From two or three readers, it was suggested that we look at previously accepted “new words” that may have started out as slang or began as a local term in one part of the country and then became widely accepted in the USA.
There are plenty of examples. If you want to pursue the idea, it will likely require a trip to the local library or a long-term visit to selected sites on the Internet.
I started with words and phrases that I could remember from youth. If you share any of these, you are very likely to be a senior citizen.
From the 1930s, 1940s, and 1950s, consider the word ‘ace,’ which was translated to expert sometime before mid-20th century. ‘Beat’ is another that dates back to the same period, and it became a synonym for tired or exhausted. ‘G-man’ was popular about the same period, and is still recognized, as government man, a special agent of the U.S. government.
‘Square’ meant old-fashioned, and maybe it still does. The opposite may have been ‘hip,’ which meant in the know or fashionably current.
Interesting to learn that ‘boondocks’ was probably first introduced in the 1940s and would become a hit song in 1965 (“Down in the Boondocks”) — featuring Billy Joe Royal singing about being down in the boondocks, or as we might have said “way out in the country!” Joe South wrote the song that can be heard occasionally now in the 21st century.
On the Internet today, you can find “Forty Slang Words and Phrases You Need to Know” at www.smartling.com and many other references.

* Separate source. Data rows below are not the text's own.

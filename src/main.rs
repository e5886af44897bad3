#![allow(missing_docs)]

//! toolgate CLI: benchmark runner and small operational helpers for the
//! policy-mediated tool-execution gateway.

use std::path::PathBuf;

use anyhow::Result;
use clap::{Args, Parser, Subcommand};

use toolgate::bench::runner::{run_benchmark, BenchArgs};
use toolgate::config::Settings;
use toolgate::logging;

#[derive(Parser)]
#[command(name = "toolgate", version, about = "Policy-mediated tool-execution gateway benchmark")]
struct Cli {
    #[command(subcommand)]
    command: Command,
}

#[derive(Subcommand)]
enum Command {
    /// Run the scenario benchmark for one baseline or a full sweep.
    Bench(BenchCommand),
    /// Print canary honeytokens for seeding environments.
    GenCanaries {
        /// How many tokens to print.
        #[arg(long, default_value_t = 2)]
        count: u32,
    },
}

#[derive(Args)]
struct BenchCommand {
    /// Scenario catalog (YAML).
    #[arg(long)]
    scenarios: PathBuf,

    /// Baseline to run: B0, B1, B2, B3, or all.
    #[arg(long, default_value = "B3")]
    baseline: String,

    /// Repetitions per scenario.
    #[arg(long, default_value_t = 5)]
    runs: u32,

    /// Output path for run records.
    #[arg(long)]
    out: PathBuf,

    /// Output path for the summary document.
    #[arg(long)]
    summary: PathBuf,

    /// Sweep all baselines and write the comparison report.
    #[arg(long)]
    compare: bool,

    /// External policy engine URL; omit to use the embedded rules.
    #[arg(long)]
    opa_url: Option<String>,

    /// Ablation name: none, no_approvals, no_taint_approvals, no_path,
    /// no_canary, or no_ticket_size.
    #[arg(long, default_value = "none")]
    ablation: String,

    /// Seed recorded in the summary metadata.
    #[arg(long, default_value_t = 1)]
    seed: u64,

    /// Directory holding policy sources and the data document.
    #[arg(long, default_value = "policies")]
    policy_dir: PathBuf,
}

#[tokio::main]
async fn main() -> Result<()> {
    logging::init_cli();
    let cli = Cli::parse();

    match cli.command {
        Command::Bench(cmd) => {
            let settings = Settings::load();
            let args = BenchArgs {
                scenarios: cmd.scenarios,
                baseline: cmd.baseline,
                runs: cmd.runs,
                out: cmd.out,
                summary: cmd.summary,
                compare: cmd.compare,
                opa_url: cmd.opa_url,
                ablation: cmd.ablation,
                seed: cmd.seed,
                policy_dir: cmd.policy_dir,
                audit_log_path: PathBuf::from(settings.audit_log_path),
            };
            run_benchmark(&args).await
        }
        Command::GenCanaries { count } => {
            for i in 1..=count {
                println!("CANARY_KEY_{i:03}");
            }
            Ok(())
        }
    }
}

One of those caught my attention because it was headlined “Best 10 Slang Phrases That Are Super Popular.” Because teen slang can change overnight, this particular reference contains usage from 2016, and I made no further search for more up-to-date material.
A few samples, new perhaps to those who haven’t been around teenagers often, include: ‘spilling tea,’ or telling secrets or gossiping; ‘woke,’ being aware of current events; and ‘basic,’ an adjective to describe something as typical or ordinary.
It’s likely that today’s teen will declare us outdated if we were to use any of those in a conversation with them in 2019. For those of us in the category of senior citizen, it’s safer to stick with the slang that we either grew up with or learned before today’s generation.